Hmm, but according to Lon, cluster already has some code for detecting and restarting guests when they don't actually start after being migrated. Anyway, if this is the case, we have better bug report for it: bug 513431. Unfortunately, fixing it would require changing significantly the way source and target xend communicate with each other during migration.
yeah, Lon corrected me after I made that comment. So you can ignore comment #14 :)
So, there's no way to "hook" rgmanager in to migration after 'virsh|xm migrate' completes but before the start as far as I know, at least, not without coupling rgmanager to libvirtd.
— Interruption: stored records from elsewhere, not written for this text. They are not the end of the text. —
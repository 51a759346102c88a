//! Common types used throughout dhcp-sentinel

use std::fmt;
use std::str::FromStr;

/// MAC Address (6 bytes)
///
/// Equality is byte equality, so two addresses parsed from strings that
/// differ only in letter case compare equal.
#[derive(Debug, Clone, Copy, PartialEq, Eq, Hash)]
pub struct MacAddr(pub [u8; 6]);

impl MacAddr {
    /// Create a new MAC address
    pub const fn new(bytes: [u8; 6]) -> Self {
        Self(bytes)
    }

    /// Broadcast MAC address (ff:ff:ff:ff:ff:ff)
    pub const fn broadcast() -> Self {
        Self([0xff; 6])
    }

    /// Zero MAC address (00:00:00:00:00:00)
    pub const fn zero() -> Self {
        Self([0x00; 6])
    }

    /// Build from a slice, which must be exactly 6 bytes long
    pub fn from_slice(slice: &[u8]) -> Option<Self> {
        let bytes: [u8; 6] = slice.try_into().ok()?;
        Some(Self(bytes))
    }

    /// Get bytes as slice
    pub fn as_bytes(&self) -> &[u8] {
        &self.0
    }

    /// Convert to array
    pub fn octets(&self) -> [u8; 6] {
        self.0
    }

    pub fn is_zero(&self) -> bool {
        self.0 == [0x00; 6]
    }

    /// Group bit set (includes broadcast)
    pub fn is_multicast(&self) -> bool {
        self.0[0] & 0x01 == 0x01
    }
}

impl fmt::Display for MacAddr {
    fn fmt(&self, f: &mut fmt::Formatter<'_>) -> fmt::Result {
        write!(
            f,
            "{:02x}:{:02x}:{:02x}:{:02x}:{:02x}:{:02x}",
            self.0[0], self.0[1], self.0[2], self.0[3], self.0[4], self.0[5]
        )
    }
}

impl FromStr for MacAddr {
    type Err = crate::Error;

    /// Accepts `aa:bb:cc:dd:ee:ff` or `aa-bb-cc-dd-ee-ff`, in any case
    fn from_str(s: &str) -> Result<Self, Self::Err> {
        let separator = if s.contains('-') { '-' } else { ':' };
        let parts: Vec<&str> = s.trim().split(separator).collect();
        if parts.len() != 6 {
            return Err(crate::Error::configuration(format!(
                "Invalid MAC address '{}': expected 6 octets",
                s
            )));
        }

        let mut bytes = [0u8; 6];
        for (i, part) in parts.iter().enumerate() {
            if part.len() != 2 {
                return Err(crate::Error::configuration(format!(
                    "Invalid MAC address '{}': octet '{}'",
                    s, part
                )));
            }
            bytes[i] = u8::from_str_radix(part, 16).map_err(|_| {
                crate::Error::configuration(format!("Invalid MAC address '{}': octet '{}'", s, part))
            })?;
        }

        Ok(MacAddr(bytes))
    }
}

impl From<[u8; 6]> for MacAddr {
    fn from(bytes: [u8; 6]) -> Self {
        MacAddr(bytes)
    }
}

/// Ethertype constants
pub mod ethertypes {
    pub const IPV4: u16 = 0x0800;
}

/// Protocol-specific constants
pub mod protocol_constants {
    /// Ethernet II header: dst(6) + src(6) + ethertype(2)
    pub const ETHERNET_HEADER_LEN: usize = 14;

    /// DHCP ports
    pub const DHCP_SERVER_PORT: u16 = 67;
    pub const DHCP_CLIENT_PORT: u16 = 68;

    /// IP protocol number for UDP
    pub const IP_PROTO_UDP: u8 = 17;
}
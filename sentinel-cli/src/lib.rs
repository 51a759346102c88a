//! Command-line front end for dhcp-sentinel
//!
//! Argument parsing, logging setup and the translation of flags into a
//! validated [`sentinel_detect::DetectorConfig`].

pub mod args;
pub mod logging;
pub mod signal;

pub use args::Cli;
//! Runtime configuration for the detection engine

use sentinel_capture::{filters, CaptureConfig};
use sentinel_core::{Error, MacAddr, Result};
use sentinel_dhcp::{DEFAULT_PROBE_INTERVAL, DEFAULT_WARMUP, MIN_PROBE_INTERVAL};
use std::fmt;
use std::time::Duration;

/// Default alert cooldown window
pub const DEFAULT_COOLDOWN: Duration = Duration::from_secs(600);

/// Shortest accepted cooldown window
pub const MIN_COOLDOWN: Duration = Duration::from_secs(10);

/// Slack bot token and target channel
#[derive(Clone, PartialEq, Eq)]
pub struct SlackCredentials {
    pub token: String,
    pub channel: String,
}

impl SlackCredentials {
    pub fn new(token: impl Into<String>, channel: impl Into<String>) -> Self {
        Self {
            token: token.into(),
            channel: channel.into(),
        }
    }
}

impl fmt::Debug for SlackCredentials {
    fn fmt(&self, f: &mut fmt::Formatter<'_>) -> fmt::Result {
        f.debug_struct("SlackCredentials")
            .field("token", &"<redacted>")
            .field("channel", &self.channel)
            .finish()
    }
}

/// Everything the engine needs to start
#[derive(Debug, Clone)]
pub struct DetectorConfig {
    /// Interface to monitor and probe on
    pub interface: String,
    /// Minimum time between two rogue alerts
    pub cooldown: Duration,
    pub probe_interval: Duration,
    /// Delay before the first probe
    pub warmup: Duration,
    /// Pre-seeded trusted server address
    pub trusted: Option<MacAddr>,
    /// When false, notices are only logged
    pub deliver: bool,
    pub slack: Option<SlackCredentials>,
    pub capture: CaptureConfig,
}

impl DetectorConfig {
    pub fn new(interface: impl Into<String>) -> Self {
        Self {
            interface: interface.into(),
            cooldown: DEFAULT_COOLDOWN,
            probe_interval: DEFAULT_PROBE_INTERVAL,
            warmup: DEFAULT_WARMUP,
            trusted: None,
            deliver: true,
            slack: None,
            capture: CaptureConfig::default(),
        }
    }

    /// Check the settings once, before anything is opened
    pub fn validate(&self) -> Result<()> {
        if self.interface.trim().is_empty() {
            return Err(Error::configuration("an interface is required"));
        }
        if self.cooldown < MIN_COOLDOWN {
            return Err(Error::configuration(format!(
                "cooldown {}s is below the {}s minimum",
                self.cooldown.as_secs_f64(),
                MIN_COOLDOWN.as_secs()
            )));
        }
        if self.probe_interval < MIN_PROBE_INTERVAL {
            return Err(Error::configuration(format!(
                "probe interval {}s is below the {}s minimum",
                self.probe_interval.as_secs_f64(),
                MIN_PROBE_INTERVAL.as_secs()
            )));
        }
        if self.capture.queue_capacity == 0 {
            return Err(Error::configuration("capture queue capacity must be positive"));
        }
        if let Some(mac) = &self.trusted {
            if mac.is_zero() || mac.is_multicast() {
                return Err(Error::configuration(format!(
                    "trusted address {} is not a unicast hardware address",
                    mac
                )));
            }
        }

        if self.deliver {
            match &self.slack {
                None => {
                    return Err(Error::configuration(
                        "Slack credentials are required: set SLACK_TOKEN and SLACK_CHANNEL, or disable delivery",
                    ))
                }
                Some(creds) if creds.token.trim().is_empty() => {
                    return Err(Error::configuration("SLACK_TOKEN is empty"))
                }
                Some(creds) if creds.channel.trim().is_empty() => {
                    return Err(Error::configuration("SLACK_CHANNEL is empty"))
                }
                Some(_) => {}
            }
        }
        Ok(())
    }

    /// BPF filter for this configuration
    pub fn filter(&self) -> String {
        match &self.trusted {
            Some(mac) => filters::dhcp_offer_filter_excluding(mac),
            None => filters::dhcp_offer_filter(),
        }
    }
}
The original bug deals with the fact that if migration aborts early (e.g. no connection, etc.), that the service goes to the 'failed' state instead of staying 'started'. I thought most of this was already fixed later actually.
In 5.4, rgmanager shouldn't mark the migration as failed if obvious errors (e.g. failed to connect to remote hypervisor) occur.
So I guess we can close this as current version, right?
*** This bug has been marked as a duplicate of bug 499835 ***
Resolving as duplicate of later bugzilla since the problem space is more narrowly defined in that bugzilla.
This bug was closed during 5.5 development and it's being removed from the internal tracking bugs (which are now for 5.6).